Future state: The world within a tactile glove
The usage of 5G in tactile remote, robotic surgery notwithstanding, the future is even more important to consider, where one leverages the real-time, near-instantaneous interaction with a person on the other side of the planet, to make collaboration and learning fluid and relevant.
Getting access to specialists, and educators to use these haptic, tactile demonstration of surgical techniques to coach and diagnose, not to mention giving visually impaired students to add a physical context.
Apart from healthcare, the potential uses extend to primary and secondary education through areas such as visiting industrial centers, museums, theatres, and automobile factories, by just putting on a pair of tactile gloves and a VR headset, invoking a greater level of immersive experience.
Understanding healthcare data gravity in the context of 5G
Connecting a wide range of devices and healthcare services using cellular telecommunications bands is relatively cost-efficient, through edge computing, enhanced healthcare data gathering and analysis, and improved machine efficiency and the reliability of network communications has begun using 5G.
This development and promotion of disruptive technological healthcare solutions promote a larger connected healthcare ecosystem that necessitates data gravity – more data attracts more technology and software solutions.
As data collection increases, exponentially, increasingly sophisticated systems, are needed to process, distribute, and store it securely. This calls for increased healthcare data governance and regulation – classification, security, collection, storage, transmission, retention and purging of patient and related healthcare data. That then becomes a parallel area to be addressed while leveraging the reach and capability of 5G.
Conclusion
Healthcare is an important service sector with far-reaching implications in the quality of living aided by 5G, which can play a constructive role in providing better services. Research and partnerships both in terms of technology enablers and academia within the healthcare industry are dreaming up new applications and services to influence and disrupt our preconceptions.

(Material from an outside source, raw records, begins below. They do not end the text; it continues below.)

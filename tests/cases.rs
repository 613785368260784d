//! Fixture-driven interpreter tests
//!
//! Each `tests/cases/*.pather` file describes one document:
//!
//! ```text
//! # comment
//! option precision 2        (also: option combine, option override w=3)
//! unit w 10
//! segment step h w v w
//! path M 0,0 2step
//! expect: M0,0 h10 v10 h10 v10
//! ```
//!
//! `error: Reference` (an error kind) may replace `expect:`.

use datatest_stable::Utf8Path;
use pather::{Context, Options, Segment, UnitDefinition, UnitOverride, expand_path};

/// What a fixture expects from its path
#[derive(Debug)]
enum Expected {
    Output(String),
    ErrorKind(String),
}

#[derive(Debug)]
struct Case {
    units: Vec<UnitDefinition>,
    segments: Vec<Segment>,
    options: Options,
    path: String,
    expected: Expected,
}

fn parse_case(source: &str) -> Result<Case, String> {
    let mut units = Vec::new();
    let mut segments = Vec::new();
    let mut options = Options::default();
    let mut path = None;
    let mut expected = None;

    for (number, line) in source.lines().enumerate() {
        let line = line.trim();
        if line.is_empty() || line.starts_with('#') {
            continue;
        }
        if let Some(output) = line.strip_prefix("expect:") {
            expected = Some(Expected::Output(output.trim().to_string()));
            continue;
        }
        if let Some(kind) = line.strip_prefix("error:") {
            expected = Some(Expected::ErrorKind(kind.trim().to_string()));
            continue;
        }

        let (key, rest) = line.split_once(' ').unwrap_or((line, ""));
        match key {
            "unit" | "segment" => {
                let Some((id, body)) = rest.split_once(' ') else {
                    return Err(format!("line {}: {key} needs an id and a value", number + 1));
                };
                if key == "unit" {
                    units.push(UnitDefinition::new(id, body.trim()));
                } else {
                    segments.push(Segment::new(id, body.trim()));
                }
            }
            "path" => path = Some(rest.to_string()),
            "option" => {
                let (name, value) = rest.split_once(' ').unwrap_or((rest, ""));
                match name {
                    "precision" => {
                        options.precision = value
                            .parse()
                            .map_err(|e| format!("line {}: bad precision: {e}", number + 1))?;
                    }
                    "combine" => options.combine_commands = true,
                    "override" => {
                        let parsed: UnitOverride = value
                            .parse()
                            .map_err(|e| format!("line {}: {e}", number + 1))?;
                        options.overrides.push(parsed);
                    }
                    other => return Err(format!("line {}: unknown option {other:?}", number + 1)),
                }
            }
            other => return Err(format!("line {}: unknown directive {other:?}", number + 1)),
        }
    }

    Ok(Case {
        units,
        segments,
        options,
        path: path.ok_or("missing path line")?,
        expected: expected.ok_or("missing expect: or error: line")?,
    })
}

/// Format a colored inline diff using dissimilar
fn format_inline_diff(expected: &str, actual: &str) -> String {
    use dissimilar::Chunk;

    let mut output = String::new();
    output.push_str("\n=== Inline Diff (expected vs actual) ===\n");
    output.push_str("Legend: [-expected only-] [+actual only+] [unchanged]\n\n");
    for chunk in dissimilar::diff(expected, actual) {
        match chunk {
            Chunk::Equal(s) => output.push_str(s),
            Chunk::Delete(s) => {
                output.push_str("\x1b[31m[-");
                output.push_str(s);
                output.push_str("-]\x1b[0m");
            }
            Chunk::Insert(s) => {
                output.push_str("\x1b[32m[+");
                output.push_str(s);
                output.push_str("+]\x1b[0m");
            }
        }
    }
    output
}

fn run(case: &Case) -> Result<String, pather::Error> {
    let context = Context::build(
        case.units.clone(),
        case.segments.clone(),
        case.options.clone(),
    )?;
    expand_path(&case.path, &context)
}

fn test_case_file(path: &Utf8Path) -> datatest_stable::Result<()> {
    let source = std::fs::read_to_string(path)?;
    let case = parse_case(&source).map_err(|e| format!("{path}: {e}"))?;

    match (&case.expected, run(&case)) {
        (Expected::Output(expected), Ok(actual)) => {
            if expected != &actual {
                panic!(
                    "output mismatch for {}:\n  expected: {expected}\n  actual:   {actual}\n{}",
                    path,
                    format_inline_diff(expected, &actual)
                );
            }
        }
        (Expected::Output(_), Err(err)) => {
            panic!("{} failed: {:?}", path, miette::Report::from(err));
        }
        (Expected::ErrorKind(kind), Ok(actual)) => {
            panic!("{} expected a {kind} error, got {actual:?}", path);
        }
        (Expected::ErrorKind(kind), Err(err)) => {
            let actual = format!("{:?}", err.kind());
            if kind != &actual {
                panic!("{} expected a {kind} error, got {actual}: {err}", path);
            }
        }
    }

    Ok(())
}

datatest_stable::harness! {
    { test = test_case_file, root = concat!(env!("CARGO_MANIFEST_DIR"), "/tests/cases"), pattern = r"\.pather$" },
}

The extended abilities, understanding and knowledge beyond geographical limitations, sharing expertise across a connected world that everyone can access, enabled through 5G across fields of healthcare, medicine, education, gaming, extending to sociology and culture, governance and regulations, whether using the internet to facilitate surgery on the other side of the planet, drastically reducing latency for truly immersive mobile gaming experiences, making expert skills and knowledge available to anyone through remote transfer and collaboration, needs to be balanced with a sense of data gravity and acknowledgment of the regulatory obligations.